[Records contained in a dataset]
'''

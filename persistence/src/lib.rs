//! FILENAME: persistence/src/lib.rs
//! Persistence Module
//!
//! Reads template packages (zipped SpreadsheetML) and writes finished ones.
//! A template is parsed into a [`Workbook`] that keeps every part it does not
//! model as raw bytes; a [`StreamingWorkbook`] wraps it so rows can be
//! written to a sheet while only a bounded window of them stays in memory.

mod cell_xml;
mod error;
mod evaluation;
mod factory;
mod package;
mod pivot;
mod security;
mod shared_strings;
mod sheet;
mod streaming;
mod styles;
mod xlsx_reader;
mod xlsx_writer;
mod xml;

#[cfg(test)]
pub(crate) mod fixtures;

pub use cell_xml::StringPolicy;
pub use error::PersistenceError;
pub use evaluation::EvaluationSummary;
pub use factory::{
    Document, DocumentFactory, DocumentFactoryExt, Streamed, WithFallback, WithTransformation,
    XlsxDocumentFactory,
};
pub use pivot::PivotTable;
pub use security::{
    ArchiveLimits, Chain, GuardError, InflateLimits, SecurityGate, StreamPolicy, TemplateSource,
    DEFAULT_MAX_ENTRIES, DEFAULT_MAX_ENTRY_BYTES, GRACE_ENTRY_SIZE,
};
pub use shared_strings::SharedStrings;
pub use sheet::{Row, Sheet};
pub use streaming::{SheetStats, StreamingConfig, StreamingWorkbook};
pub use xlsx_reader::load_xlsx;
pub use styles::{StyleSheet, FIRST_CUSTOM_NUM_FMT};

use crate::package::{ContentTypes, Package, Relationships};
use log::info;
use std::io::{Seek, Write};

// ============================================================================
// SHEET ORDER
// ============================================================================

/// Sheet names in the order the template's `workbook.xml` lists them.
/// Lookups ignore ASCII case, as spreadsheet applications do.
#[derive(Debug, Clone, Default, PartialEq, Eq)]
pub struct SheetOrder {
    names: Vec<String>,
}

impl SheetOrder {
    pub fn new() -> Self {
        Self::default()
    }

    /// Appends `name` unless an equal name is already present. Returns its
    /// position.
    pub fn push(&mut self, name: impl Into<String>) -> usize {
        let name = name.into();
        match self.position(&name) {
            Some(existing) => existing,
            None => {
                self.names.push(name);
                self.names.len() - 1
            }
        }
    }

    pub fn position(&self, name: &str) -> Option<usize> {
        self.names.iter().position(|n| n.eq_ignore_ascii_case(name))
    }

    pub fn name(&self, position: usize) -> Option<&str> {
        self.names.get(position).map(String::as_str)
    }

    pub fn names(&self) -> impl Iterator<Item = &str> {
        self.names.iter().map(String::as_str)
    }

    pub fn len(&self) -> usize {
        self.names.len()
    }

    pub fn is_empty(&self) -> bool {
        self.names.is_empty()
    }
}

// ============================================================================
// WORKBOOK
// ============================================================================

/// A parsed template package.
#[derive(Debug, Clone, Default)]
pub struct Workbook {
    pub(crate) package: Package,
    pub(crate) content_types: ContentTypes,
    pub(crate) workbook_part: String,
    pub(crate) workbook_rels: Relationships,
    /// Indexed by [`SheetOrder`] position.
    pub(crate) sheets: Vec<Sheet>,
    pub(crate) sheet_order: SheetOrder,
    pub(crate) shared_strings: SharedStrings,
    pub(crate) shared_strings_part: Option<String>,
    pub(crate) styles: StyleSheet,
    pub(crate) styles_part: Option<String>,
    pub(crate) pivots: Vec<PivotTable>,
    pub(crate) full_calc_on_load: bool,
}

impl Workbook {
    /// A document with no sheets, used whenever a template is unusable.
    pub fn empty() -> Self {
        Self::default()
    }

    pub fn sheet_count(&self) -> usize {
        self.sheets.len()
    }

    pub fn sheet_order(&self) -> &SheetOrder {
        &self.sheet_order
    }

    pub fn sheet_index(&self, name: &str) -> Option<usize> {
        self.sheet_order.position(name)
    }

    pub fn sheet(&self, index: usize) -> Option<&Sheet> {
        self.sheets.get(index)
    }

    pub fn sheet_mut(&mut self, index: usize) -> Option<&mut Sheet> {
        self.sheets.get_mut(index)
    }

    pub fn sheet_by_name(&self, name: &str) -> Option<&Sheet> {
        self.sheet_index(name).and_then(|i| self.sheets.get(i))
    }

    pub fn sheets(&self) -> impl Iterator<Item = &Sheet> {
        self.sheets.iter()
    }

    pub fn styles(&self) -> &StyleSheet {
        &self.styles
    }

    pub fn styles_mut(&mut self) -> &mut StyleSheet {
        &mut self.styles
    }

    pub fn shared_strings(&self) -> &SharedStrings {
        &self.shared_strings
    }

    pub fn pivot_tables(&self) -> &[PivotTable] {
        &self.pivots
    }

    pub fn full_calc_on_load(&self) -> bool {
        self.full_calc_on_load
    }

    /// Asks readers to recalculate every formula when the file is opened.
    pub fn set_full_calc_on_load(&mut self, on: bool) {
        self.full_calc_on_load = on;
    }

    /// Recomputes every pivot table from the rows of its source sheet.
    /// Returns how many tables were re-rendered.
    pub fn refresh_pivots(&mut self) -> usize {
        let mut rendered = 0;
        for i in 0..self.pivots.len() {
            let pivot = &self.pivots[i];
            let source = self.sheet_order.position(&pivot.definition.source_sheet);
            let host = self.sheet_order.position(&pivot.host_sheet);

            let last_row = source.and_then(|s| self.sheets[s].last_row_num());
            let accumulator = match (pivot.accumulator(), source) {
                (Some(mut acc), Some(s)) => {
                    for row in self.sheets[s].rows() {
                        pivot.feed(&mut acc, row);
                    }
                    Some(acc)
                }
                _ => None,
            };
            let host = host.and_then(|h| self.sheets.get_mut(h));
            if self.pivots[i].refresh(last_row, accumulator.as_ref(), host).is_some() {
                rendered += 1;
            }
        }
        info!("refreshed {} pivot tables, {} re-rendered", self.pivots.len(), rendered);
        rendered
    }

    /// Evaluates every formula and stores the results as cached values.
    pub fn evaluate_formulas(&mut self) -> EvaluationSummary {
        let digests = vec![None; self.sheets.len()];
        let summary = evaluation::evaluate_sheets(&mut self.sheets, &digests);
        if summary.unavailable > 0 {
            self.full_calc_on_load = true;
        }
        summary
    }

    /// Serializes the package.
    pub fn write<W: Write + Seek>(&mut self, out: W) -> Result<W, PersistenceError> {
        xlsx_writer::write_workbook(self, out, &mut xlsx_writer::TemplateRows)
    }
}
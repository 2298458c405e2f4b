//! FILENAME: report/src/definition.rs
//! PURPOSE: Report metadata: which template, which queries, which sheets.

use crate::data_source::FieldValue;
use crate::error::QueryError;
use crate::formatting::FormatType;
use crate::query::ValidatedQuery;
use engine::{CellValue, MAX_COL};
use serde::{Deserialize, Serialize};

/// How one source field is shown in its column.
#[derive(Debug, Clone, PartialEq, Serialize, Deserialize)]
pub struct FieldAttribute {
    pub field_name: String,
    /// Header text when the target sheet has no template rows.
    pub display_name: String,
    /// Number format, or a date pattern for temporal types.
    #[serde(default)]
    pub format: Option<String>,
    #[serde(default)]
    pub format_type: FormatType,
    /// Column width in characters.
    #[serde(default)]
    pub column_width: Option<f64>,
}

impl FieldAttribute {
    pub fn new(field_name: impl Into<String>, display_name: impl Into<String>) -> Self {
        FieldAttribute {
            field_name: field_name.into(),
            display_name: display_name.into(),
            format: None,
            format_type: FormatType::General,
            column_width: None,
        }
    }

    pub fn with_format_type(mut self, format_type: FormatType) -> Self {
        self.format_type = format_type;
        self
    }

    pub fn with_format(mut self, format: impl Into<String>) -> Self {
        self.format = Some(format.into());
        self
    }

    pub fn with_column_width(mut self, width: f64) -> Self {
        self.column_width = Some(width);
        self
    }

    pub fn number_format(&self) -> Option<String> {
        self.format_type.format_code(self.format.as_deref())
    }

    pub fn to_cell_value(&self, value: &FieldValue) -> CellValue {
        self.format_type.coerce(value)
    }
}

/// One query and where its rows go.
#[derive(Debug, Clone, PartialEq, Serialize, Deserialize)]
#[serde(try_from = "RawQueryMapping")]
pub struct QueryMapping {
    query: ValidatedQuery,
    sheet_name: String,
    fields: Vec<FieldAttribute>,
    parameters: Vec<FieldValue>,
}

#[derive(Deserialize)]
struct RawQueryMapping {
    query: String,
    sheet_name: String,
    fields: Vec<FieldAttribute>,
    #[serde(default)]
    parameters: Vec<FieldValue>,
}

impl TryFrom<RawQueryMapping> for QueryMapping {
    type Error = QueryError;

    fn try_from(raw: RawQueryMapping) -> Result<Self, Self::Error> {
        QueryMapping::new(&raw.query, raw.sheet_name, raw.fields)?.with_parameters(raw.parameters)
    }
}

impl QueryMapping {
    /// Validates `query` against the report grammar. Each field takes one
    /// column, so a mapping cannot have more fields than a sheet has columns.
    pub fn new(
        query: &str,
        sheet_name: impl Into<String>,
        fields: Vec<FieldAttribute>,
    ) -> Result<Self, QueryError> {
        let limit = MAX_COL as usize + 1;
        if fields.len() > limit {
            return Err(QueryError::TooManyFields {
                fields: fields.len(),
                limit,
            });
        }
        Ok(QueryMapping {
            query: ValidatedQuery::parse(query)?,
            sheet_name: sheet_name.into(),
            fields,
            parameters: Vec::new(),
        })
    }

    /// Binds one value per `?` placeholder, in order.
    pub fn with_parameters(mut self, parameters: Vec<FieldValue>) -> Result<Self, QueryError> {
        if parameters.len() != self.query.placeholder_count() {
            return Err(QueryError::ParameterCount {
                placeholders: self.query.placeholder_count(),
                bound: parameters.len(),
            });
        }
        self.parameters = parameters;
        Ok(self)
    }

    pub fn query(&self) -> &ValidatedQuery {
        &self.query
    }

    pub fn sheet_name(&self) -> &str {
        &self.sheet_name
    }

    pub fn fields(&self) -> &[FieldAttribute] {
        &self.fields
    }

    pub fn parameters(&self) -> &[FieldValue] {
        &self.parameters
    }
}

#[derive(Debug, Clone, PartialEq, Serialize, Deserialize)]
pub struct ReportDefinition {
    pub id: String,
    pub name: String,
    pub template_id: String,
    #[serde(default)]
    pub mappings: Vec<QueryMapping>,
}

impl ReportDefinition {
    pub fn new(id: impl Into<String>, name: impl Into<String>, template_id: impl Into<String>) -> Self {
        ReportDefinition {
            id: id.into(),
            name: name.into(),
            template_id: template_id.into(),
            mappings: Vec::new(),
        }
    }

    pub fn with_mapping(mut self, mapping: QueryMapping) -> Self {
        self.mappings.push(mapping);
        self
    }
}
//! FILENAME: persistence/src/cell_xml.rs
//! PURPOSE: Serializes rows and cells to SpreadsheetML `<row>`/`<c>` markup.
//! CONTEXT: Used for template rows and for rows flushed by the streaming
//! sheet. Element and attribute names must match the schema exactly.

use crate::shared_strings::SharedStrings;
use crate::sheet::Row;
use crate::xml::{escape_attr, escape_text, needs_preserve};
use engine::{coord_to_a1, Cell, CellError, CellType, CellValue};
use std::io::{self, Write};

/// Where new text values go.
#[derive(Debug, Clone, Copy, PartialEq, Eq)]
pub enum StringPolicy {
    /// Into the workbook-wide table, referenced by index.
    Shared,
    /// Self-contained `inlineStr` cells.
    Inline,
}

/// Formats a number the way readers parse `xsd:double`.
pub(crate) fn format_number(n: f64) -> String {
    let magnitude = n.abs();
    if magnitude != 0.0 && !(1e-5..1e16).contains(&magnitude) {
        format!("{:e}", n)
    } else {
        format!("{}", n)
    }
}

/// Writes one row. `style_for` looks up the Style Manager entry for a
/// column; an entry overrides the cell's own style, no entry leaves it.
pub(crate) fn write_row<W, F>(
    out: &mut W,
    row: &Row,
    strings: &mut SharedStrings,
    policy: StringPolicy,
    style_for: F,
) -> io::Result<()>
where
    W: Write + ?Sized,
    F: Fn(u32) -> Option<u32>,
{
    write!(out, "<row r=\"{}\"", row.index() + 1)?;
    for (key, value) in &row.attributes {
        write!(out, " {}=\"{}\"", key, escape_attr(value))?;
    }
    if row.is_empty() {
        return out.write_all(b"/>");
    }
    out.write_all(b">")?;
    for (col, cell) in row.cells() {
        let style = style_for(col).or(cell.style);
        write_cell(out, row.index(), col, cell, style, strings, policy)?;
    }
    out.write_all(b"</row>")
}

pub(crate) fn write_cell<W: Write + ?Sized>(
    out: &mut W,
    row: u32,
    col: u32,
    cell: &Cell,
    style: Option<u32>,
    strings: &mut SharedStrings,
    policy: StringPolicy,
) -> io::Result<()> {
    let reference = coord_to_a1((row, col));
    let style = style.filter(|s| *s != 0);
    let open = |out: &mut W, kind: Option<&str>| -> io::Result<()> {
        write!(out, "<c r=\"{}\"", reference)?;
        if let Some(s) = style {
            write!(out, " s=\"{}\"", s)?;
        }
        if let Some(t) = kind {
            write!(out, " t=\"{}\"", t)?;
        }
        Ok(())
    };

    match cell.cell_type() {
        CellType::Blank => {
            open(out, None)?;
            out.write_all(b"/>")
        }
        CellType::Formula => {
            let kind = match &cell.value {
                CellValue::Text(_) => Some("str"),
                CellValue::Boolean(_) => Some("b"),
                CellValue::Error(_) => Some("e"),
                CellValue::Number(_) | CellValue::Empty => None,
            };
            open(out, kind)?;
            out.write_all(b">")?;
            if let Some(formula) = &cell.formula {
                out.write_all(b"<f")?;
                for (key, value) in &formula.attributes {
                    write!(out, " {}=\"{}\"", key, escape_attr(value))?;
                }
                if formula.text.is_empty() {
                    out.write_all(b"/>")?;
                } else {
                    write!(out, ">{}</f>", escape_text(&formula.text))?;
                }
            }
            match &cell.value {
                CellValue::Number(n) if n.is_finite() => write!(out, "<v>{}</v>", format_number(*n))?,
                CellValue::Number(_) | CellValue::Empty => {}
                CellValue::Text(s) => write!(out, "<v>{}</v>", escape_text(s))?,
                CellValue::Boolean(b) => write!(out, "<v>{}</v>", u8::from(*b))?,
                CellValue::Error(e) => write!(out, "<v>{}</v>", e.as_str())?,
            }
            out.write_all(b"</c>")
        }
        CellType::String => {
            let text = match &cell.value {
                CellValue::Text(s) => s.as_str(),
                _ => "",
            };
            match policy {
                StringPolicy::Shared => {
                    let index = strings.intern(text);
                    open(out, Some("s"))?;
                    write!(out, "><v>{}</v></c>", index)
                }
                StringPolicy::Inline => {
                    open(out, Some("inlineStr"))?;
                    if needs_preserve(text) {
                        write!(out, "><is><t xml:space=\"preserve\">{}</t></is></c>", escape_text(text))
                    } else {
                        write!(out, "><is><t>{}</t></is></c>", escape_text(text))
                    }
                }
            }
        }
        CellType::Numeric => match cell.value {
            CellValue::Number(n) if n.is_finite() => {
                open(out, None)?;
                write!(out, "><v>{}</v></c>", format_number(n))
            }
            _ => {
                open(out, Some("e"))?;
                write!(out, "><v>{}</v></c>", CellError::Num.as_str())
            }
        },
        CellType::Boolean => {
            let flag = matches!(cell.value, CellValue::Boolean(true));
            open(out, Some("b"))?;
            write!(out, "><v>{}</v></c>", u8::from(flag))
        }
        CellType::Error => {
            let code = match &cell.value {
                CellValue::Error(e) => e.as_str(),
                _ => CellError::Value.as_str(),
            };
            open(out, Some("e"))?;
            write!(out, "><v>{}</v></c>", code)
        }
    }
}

'''

WHAT YOU WILL DO:
The answer should consist solely of the lines from the first line above through the one with "stays in memory.", both included, repeated exactly.

THE COMPLETED TASK:
filename persistence/src/lib.rs
//! FILENAME: persistence/src/lib.rs
//! Persistence Module
//!
//! Reads template packages (zipped SpreadsheetML) and writes finished ones.
//! A template is parsed into a [`Workbook`] that keeps every part it does not
//! model as raw bytes; a [`StreamingWorkbook`] wraps it so rows can be
//! written to a sheet while only a bounded window of them stays in memory.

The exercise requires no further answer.